Question

For a $d -$electron, the orbital angular momentum is:
A.$\sqrt 6 \dfrac{h}{{2\pi }}$
B.$\sqrt 2 \dfrac{h}{{2\pi }}$
C.$\dfrac{h}{{2\pi }}$
D.$2\dfrac{h}{{2\pi }}$

Answer 1

Angular momentum: It is defined for rotation motion. If a body rotates at its fixed axis then angular momentum is generated. It is represented as $L$and angular momentum is calculated as follows: $L = mvr$ and in quantum it is calculated as $\sqrt {l(l + 1)} \dfrac{h}{{2\pi }}$.

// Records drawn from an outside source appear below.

mod constants;
mod estimator;
mod overlay;
mod statistics;

use bevy::ecs::message::Message;
use bevy::ecs::message::MessageReader;
use bevy::ecs::message::MessageWriter;
use bevy::prelude::*;

pub use constants::DEFAULT_NEO_DENSITY_KG_M3;
pub use estimator::ImpactEstimate;
pub use estimator::MeteoriteParameters;
pub use overlay::GeoPoint;
pub use overlay::ImpactOverlay;
pub use statistics::ImpactScale;
pub use statistics::ImpactStatistics;
pub use statistics::estimate_impact_velocity;

/// Default map view center, used when an impact is requested without a picked site.
pub const DEFAULT_IMPACT_SITE: GeoPoint = GeoPoint::new(20.0, 0.0);

pub struct ImpactPlugin;

impl Plugin for ImpactPlugin {
    fn build(&self, app: &mut App) {
        app.add_message::<ImpactRequested>()
            .add_message::<ImpactDrawn>()
            .init_resource::<CurrentImpact>()
            .add_systems(Update, estimate_requested_impacts);
    }
}

/// Ask for an impact to be estimated and drawn at `location`.
#[derive(Message, Clone, Debug)]
pub struct ImpactRequested {
    pub location:               GeoPoint,
    pub parameters:             MeteoriteParameters,
    /// Intensity supplied by the user or a remote service; overrides the energy proxy.
    pub intensity:              Option<f64>,
    /// Crater diameter supplied by a remote service; when positive it sizes the circle.
    pub crater_diameter_meters: Option<f64>,
}

impl ImpactRequested {
    pub const fn new(location: GeoPoint, parameters: MeteoriteParameters) -> Self {
        Self {
            location,
            parameters,
            intensity: None,
            crater_diameter_meters: None,
        }
    }
}

/// An estimate ready for the map layer.
#[derive(Message, Clone, Debug, PartialEq)]
pub struct ImpactDrawn {
    pub location: GeoPoint,
    pub overlay:  ImpactOverlay,
    pub estimate: ImpactEstimate,
}

/// The most recent drawn impact; each new request replaces it.
#[derive(Resource, Default, Debug)]
pub struct CurrentImpact(pub Option<ImpactDrawn>);

fn estimate_requested_impacts(
    mut requests: MessageReader<ImpactRequested>,
    mut drawn: MessageWriter<ImpactDrawn>,
    mut current: ResMut<CurrentImpact>,
) {
    for request in requests.read() {
        if !request.location.is_valid() {
            warn!(
                "ignoring impact at invalid location ({}, {})",
                request.location.lat, request.location.lng
            );
            continue;
        }

        if !request.parameters.is_valid() {
            debug!(
                "impact parameters {:?} are incomplete, energy estimate is zero",
                request.parameters
            );
        }
        let estimate = request.parameters.estimate();
        let overlay = request
            .crater_diameter_meters
            .and_then(ImpactOverlay::from_crater)
            .unwrap_or_else(|| ImpactOverlay::from_intensity(&request.parameters, request.intensity));

        info!(
            "impact at ({:.4}, {:.4}): {:.2} Mt, crater {:.0} m, circle {:.0} m",
            request.location.lat,
            request.location.lng,
            estimate.energy_megatons,
            estimate.crater_diameter_meters,
            overlay.radius_meters
        );

        let impact = ImpactDrawn {
            location: request.location,
            overlay,
            estimate,
        };
        current.0 = Some(impact.clone());
        drawn.write(impact);
    }
}

#[cfg(test)]
mod tests {
    use super::*;

    fn impact_app() -> App {
        let mut app = App::new();
        app.add_plugins(MinimalPlugins).add_plugins(ImpactPlugin);
        app
    }

    #[test]
    fn request_produces_current_impact() {
        let mut app = impact_app();
        app.world_mut().write_message(ImpactRequested::new(
            DEFAULT_IMPACT_SITE,
            MeteoriteParameters::new(1000.0, 20.0, 3000.0),
        ));
        app.update();

        let current = app.world().resource::<CurrentImpact>();
        let Some(impact) = current.0.as_ref() else {
            panic!("expected an impact to be drawn");
        };
        assert!((impact.estimate.energy_megatons - 75.1).abs() < 0.5);
        assert!(impact.overlay.popup_text.contains("km"));
    }

    #[test]
    fn crater_from_service_sizes_the_circle() {
        let mut app = impact_app();
        let mut request = ImpactRequested::new(
            GeoPoint::new(-33.4, -70.6),
            MeteoriteParameters::new(1000.0, 20.0, 3000.0),
        );
        request.crater_diameter_meters = Some(4000.0);
        app.world_mut().write_message(request);
        app.update();

        let current = app.world().resource::<CurrentImpact>();
        assert_eq!(
            current.0.as_ref().map(|impact| impact.overlay.radius_meters),
            Some(2000.0)
        );
    }

    #[test]
    fn invalid_location_is_ignored() {
        let mut app = impact_app();
        app.world_mut().write_message(ImpactRequested::new(
            GeoPoint::new(120.0, 0.0),
            MeteoriteParameters::new(1000.0, 20.0, 3000.0),
        ));
        app.update();

        assert!(app.world().resource::<CurrentImpact>().0.is_none());
    }

    #[test]
    fn newer_request_replaces_older() {
        let mut app = impact_app();
        app.world_mut().write_message(ImpactRequested::new(
            DEFAULT_IMPACT_SITE,
            MeteoriteParameters::new(1000.0, 20.0, 3000.0),
        ));
        app.update();
        app.world_mut().write_message(ImpactRequested::new(
            GeoPoint::new(10.0, 10.0),
            MeteoriteParameters::new(0.0, 0.0, 3000.0),
        ));
        app.update();

        let current = app.world().resource::<CurrentImpact>();
        let Some(impact) = current.0.as_ref() else {
            panic!("expected an impact to be drawn");
        };
        assert_eq!(impact.location, GeoPoint::new(10.0, 10.0));
        assert!(!impact.estimate.is_drawable());
    }
}
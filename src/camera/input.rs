//! Translates mouse and keyboard state into [`CameraCommand`]s.

use bevy::ecs::message::MessageWriter;
use bevy::input::mouse::AccumulatedMouseMotion;
use bevy::input::mouse::AccumulatedMouseScroll;
use bevy::prelude::*;
use bevy::window::PrimaryWindow;

use crate::camera::config::CameraFollowConfig;
use crate::camera::constants::CLICK_DRAG_TOLERANCE_PX;
use crate::camera::controller::CameraCommand;
use crate::camera::picking::PointerClick;
use crate::schedule::CameraSet;

pub struct CameraInputPlugin;

impl Plugin for CameraInputPlugin {
    fn build(&self, app: &mut App) {
        app.init_resource::<DragTracker>()
            .add_systems(Update, read_camera_input.in_set(CameraSet::Input));
    }
}

/// Input gathered over one frame, in raw device units.
#[derive(Debug, Default, Clone, Copy, PartialEq)]
pub struct InputSnapshot {
    /// Primary-button drag in pixels, once past the click tolerance
    pub rotate_drag:     Vec2,
    /// Secondary-button drag in pixels
    pub pan_drag:        Vec2,
    /// Wheel travel; positive is away from the user
    pub scroll:          f32,
    /// Held pan keys: x is right (+) / left (-), y is up (+) / down (-)
    pub key_pan:         Vec2,
    pub toggle_mode:     bool,
    pub dismiss_overlay: bool,
}

pub fn translate(snapshot: &InputSnapshot, config: &CameraFollowConfig) -> Vec<CameraCommand> {
    let mut commands = Vec::new();

    if snapshot.toggle_mode {
        commands.push(CameraCommand::ToggleMode);
    }
    if snapshot.dismiss_overlay {
        commands.push(CameraCommand::DismissOverlay);
    }
    if snapshot.rotate_drag != Vec2::ZERO {
        commands.push(CameraCommand::Rotate {
            delta_theta: -snapshot.rotate_drag.x * config.rotate_sensitivity,
            delta_phi:   -snapshot.rotate_drag.y * config.rotate_sensitivity,
        });
    }
    // dragging grabs the scene: content follows the pointer
    if snapshot.pan_drag != Vec2::ZERO {
        commands.push(CameraCommand::Pan {
            delta_right: -snapshot.pan_drag.x * config.pan_sensitivity,
            delta_up:    snapshot.pan_drag.y * config.pan_sensitivity,
        });
    }
    if snapshot.key_pan != Vec2::ZERO {
        commands.push(CameraCommand::Pan {
            delta_right: snapshot.key_pan.x * config.keyboard_pan_step,
            delta_up:    snapshot.key_pan.y * config.keyboard_pan_step,
        });
    }
    if snapshot.scroll > 0.0 {
        commands.push(CameraCommand::Dolly(config.zoom_in_factor));
    } else if snapshot.scroll < 0.0 {
        commands.push(CameraCommand::Dolly(config.zoom_out_factor));
    }

    commands
}

/// Separates clicks from drags on the primary button.
#[derive(Resource, Debug, Default, Clone, Copy, PartialEq)]
pub struct DragTracker {
    pressed:   bool,
    dragging:  bool,
    travel_px: f32,
}

impl DragTracker {
    pub const fn press(&mut self) {
        *self = Self {
            pressed:   true,
            dragging:  false,
            travel_px: 0.0,
        };
    }

    /// Records pointer motion; returns `true` once the press has become a drag.
    pub fn track(&mut self, delta: Vec2) -> bool {
        if self.pressed && !self.dragging {
            self.travel_px += delta.length();
            self.dragging = self.travel_px > CLICK_DRAG_TOLERANCE_PX;
        }
        self.dragging
    }

    /// Ends the press; returns `true` when it was a click.
    pub fn release(&mut self) -> bool {
        let click = self.pressed && !self.dragging;
        *self = Self::default();
        click
    }
}

fn key_axis(keys: &ButtonInput<KeyCode>, positive: [KeyCode; 2], negative: [KeyCode; 2]) -> f32 {
    let positive = f32::from(u8::from(keys.any_pressed(positive)));
    let negative = f32::from(u8::from(keys.any_pressed(negative)));
    positive - negative
}

fn read_camera_input(
    mouse_buttons: Res<ButtonInput<MouseButton>>,
    keys: Res<ButtonInput<KeyCode>>,
    motion: Res<AccumulatedMouseMotion>,
    scroll: Res<AccumulatedMouseScroll>,
    config: Res<CameraFollowConfig>,
    windows: Query<&Window, With<PrimaryWindow>>,
    mut drag: ResMut<DragTracker>,
    mut camera_commands: MessageWriter<CameraCommand>,
    mut clicks: MessageWriter<PointerClick>,
) {
    if mouse_buttons.just_pressed(MouseButton::Left) {
        drag.press();
    }

    let mut snapshot = InputSnapshot {
        scroll: scroll.delta.y,
        toggle_mode: keys.just_pressed(KeyCode::KeyC),
        dismiss_overlay: keys.just_pressed(KeyCode::Escape),
        key_pan: Vec2::new(
            key_axis(&keys, [KeyCode::KeyD, KeyCode::ArrowRight], [
                KeyCode::KeyA,
                KeyCode::ArrowLeft,
            ]),
            key_axis(&keys, [KeyCode::KeyW, KeyCode::ArrowUp], [
                KeyCode::KeyS,
                KeyCode::ArrowDown,
            ]),
        ),
        ..default()
    };

    if mouse_buttons.pressed(MouseButton::Left) && drag.track(motion.delta) {
        snapshot.rotate_drag = motion.delta;
    }
    if mouse_buttons.pressed(MouseButton::Right) {
        snapshot.pan_drag = motion.delta;
    }

    if mouse_buttons.just_released(MouseButton::Left) && drag.release() {
        let cursor = windows.iter().next().and_then(Window::cursor_position);
        if let Some(cursor) = cursor {
            clicks.write(PointerClick { cursor });
        }
    }

    camera_commands.write_batch(translate(&snapshot, &config));
}
//! Camera follow state machine.
//!
//! `Auto` drifts the camera toward a daylight-side viewpoint derived from the light
//! direction and always looks at the origin. `Manual` only moves in response to
//! explicit commands. Focus requests ease the camera to a pose over a fixed duration;
//! a new request replaces any transition in flight.

use bevy::ecs::message::Message;
use bevy::prelude::*;

use crate::camera::config::CameraFollowConfig;
use crate::camera::constants::CAMERA_START_POSITION;
use crate::camera::constants::EARTH_VIEW_POSITION;
use crate::camera::constants::FALLBACK_DIRECTION;
use crate::camera::constants::FRAMED_FOCUS_DISTANCE;
use crate::camera::constants::FRAMED_FOCUS_NUDGE;
use crate::camera::constants::OVERVIEW_POSITION;
use crate::camera::orbit;
use crate::camera::transition::FocusTransition;
use crate::traits::Vec3Ext;

#[derive(Clone, Copy, Debug, Default, PartialEq, Eq, Reflect)]
pub enum CameraMode {
    #[default]
    Auto,
    Manual,
}

#[derive(Clone, Copy, Debug, PartialEq, Reflect)]
pub struct CameraPose {
    pub position: Vec3,
    pub target:   Vec3,
}

impl CameraPose {
    pub const fn new(position: Vec3, target: Vec3) -> Self { Self { position, target } }

    pub const fn earth_view() -> Self { Self::new(EARTH_VIEW_POSITION, Vec3::ZERO) }

    pub const fn overview() -> Self { Self::new(OVERVIEW_POSITION, Vec3::ZERO) }

    /// Frames `object` from its far side relative to the origin, nudged off-axis so the
    /// origin stays in view behind it.
    pub fn framing(object: Vec3) -> Self {
        let direction = object.direction_or(FALLBACK_DIRECTION);
        Self::new(
            object - direction * FRAMED_FOCUS_DISTANCE + FRAMED_FOCUS_NUDGE,
            object,
        )
    }

    pub fn is_finite(&self) -> bool { self.position.is_finite() && self.target.is_finite() }
}

#[derive(Clone, Copy, Debug, PartialEq, Reflect)]
pub struct CameraState {
    pub mode:                CameraMode,
    pub position:            Vec3,
    pub target:              Vec3,
    /// Controller clock reading of the last user input
    pub last_interaction_ms: f64,
}

/// The object whose info overlay is open.
#[derive(Clone, Copy, Debug, PartialEq, Reflect)]
pub struct OverlayAnchor {
    pub object_position: Vec3,
}

/// Discrete operations on the controller, written by input adapters and focus routing.
#[derive(Message, Clone, Copy, Debug, PartialEq)]
pub enum CameraCommand {
    Rotate { delta_theta: f32, delta_phi: f32 },
    Dolly(f32),
    Pan { delta_right: f32, delta_up: f32 },
    ToggleMode,
    FocusPose(CameraPose),
    OpenOverlay(Vec3),
    DismissOverlay,
}

#[derive(Resource, Reflect, Debug, Clone)]
#[reflect(Resource)]
pub struct CameraFollowController {
    state:              CameraState,
    /// Mode to restore when the overlay that overrode it closes
    previous_mode:      Option<CameraMode>,
    transition:         Option<FocusTransition>,
    overlay:            Option<OverlayAnchor>,
    config:             CameraFollowConfig,
    clock_ms:           f64,
    last_tick_position: Vec3,
}

impl Default for CameraFollowController {
    fn default() -> Self { Self::new(CameraFollowConfig::default()) }
}
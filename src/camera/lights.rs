use bevy::prelude::*;

use crate::camera::constants::SUN_ILLUMINANCE;
use crate::camera::constants::SUN_ORBIT_RADIANS_PER_SEC;
use crate::camera::constants::SUN_ORBIT_RADIUS;
use crate::schedule::CameraSet;

pub struct SunLightPlugin;

impl Plugin for SunLightPlugin {
    fn build(&self, app: &mut App) {
        app.init_resource::<SunDirection>()
            .add_systems(Startup, spawn_sun)
            .add_systems(Update, orbit_sun.in_set(CameraSet::Input));
    }
}

#[derive(Component)]
struct Sun;

/// Direction from the origin toward the sun; auto follow keeps the camera on this side.
#[derive(Resource, Reflect, Debug, Clone, Copy, PartialEq)]
#[reflect(Resource)]
pub struct SunDirection(pub Vec3);

impl Default for SunDirection {
    fn default() -> Self { Self(sun_position(0.0)) }
}

/// The sun circles the origin in the XZ plane.
pub fn sun_position(elapsed_secs: f32) -> Vec3 {
    let angle = elapsed_secs * SUN_ORBIT_RADIANS_PER_SEC;
    Vec3::new(
        angle.cos() * SUN_ORBIT_RADIUS,
        0.0,
        angle.sin() * SUN_ORBIT_RADIUS,
    )
}

fn spawn_sun(mut commands: Commands) {
    commands.spawn((
        Name::new("Sun"),
        Sun,
        DirectionalLight {
            illuminance: SUN_ILLUMINANCE,
            shadows_enabled: false,
            ..default()
        },
        Transform::from_translation(sun_position(0.0)).looking_at(Vec3::ZERO, Vec3::Y),
    ));
}

fn orbit_sun(
    time: Res<Time>,
    mut direction: ResMut<SunDirection>,
    mut suns: Query<&mut Transform, With<Sun>>,
) {
    let position = sun_position(time.elapsed_secs());
    direction.0 = position;
    for mut transform in &mut suns {
        *transform = Transform::from_translation(position).looking_at(Vec3::ZERO, Vec3::Y);
    }
}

Complete step by step answer:
To completely identify where an electron is present, First we have to know about quantum numbers.
Quantum numbers: To completely describe the position of an electron in an atom, quantum numbers are needed. They are further classified into four categories:
Principal quantum number
Azimuthal or angular momentum quantum number
Magnetic quantum number
Spin quantum number
Principal quantum number: It is represented by $n$. This quantum number describes the electron shell, or energy level of an atom. The value of $n$ ranges from $1$ to the shell containing the outermost electron.
Azimuthal or angular momentum quantum number: This quantum number describes the subshell and gives the magnitude of the angular momentum. It is represented by $l$. For $s -$orbital $l = 0$, for $p -$orbital $l = 1$, for $d -$orbital $l = 2$ and so on. The value of $l$ ranges from $0$ to $n - 1$. That’s why the number of orbits for $n = 1$is only $1$ i.e. $s -$orbit. This quantum number decides the shape of an atomic orbital.
Magnetic quantum number: This quantum number describes the energy levels which are available within a subshell. It is represented by $m$. Its value varies from $- l$ to $l$ including zero.
Spin quantum number: This quantum number describes the spin of an electron within that orbit and gives the projection of the spin angular momentum. It is represented by $s$. Its values are either $+ \dfrac{1}{2}$or $- \dfrac{1}{2}$
Angular momentum: It is defined for rotation motion. If a body rotates at its fixed axis then angular momentum is generated. It is represented as $L$and angular momentum is calculated as follows: $L = mvr$ and in quantum it is calculated as $\sqrt {l(l + 1)} \dfrac{h}{{2\pi }}$
For $d -$orbital electrons, $l = 2$. So angular momentum will be $\sqrt {2 \times 3} \dfrac{h}{{2\pi }} = \sqrt 6 \dfrac{h}{{2\pi }}$.

So, the correct answer is Option A.

Note:
Angular momentum and angular momentum quantum number are different things. Angular momentum is used to find the momentum of an electron in the orbitals and angular momentum quantum number is used to find the shape of the atomic orbitals.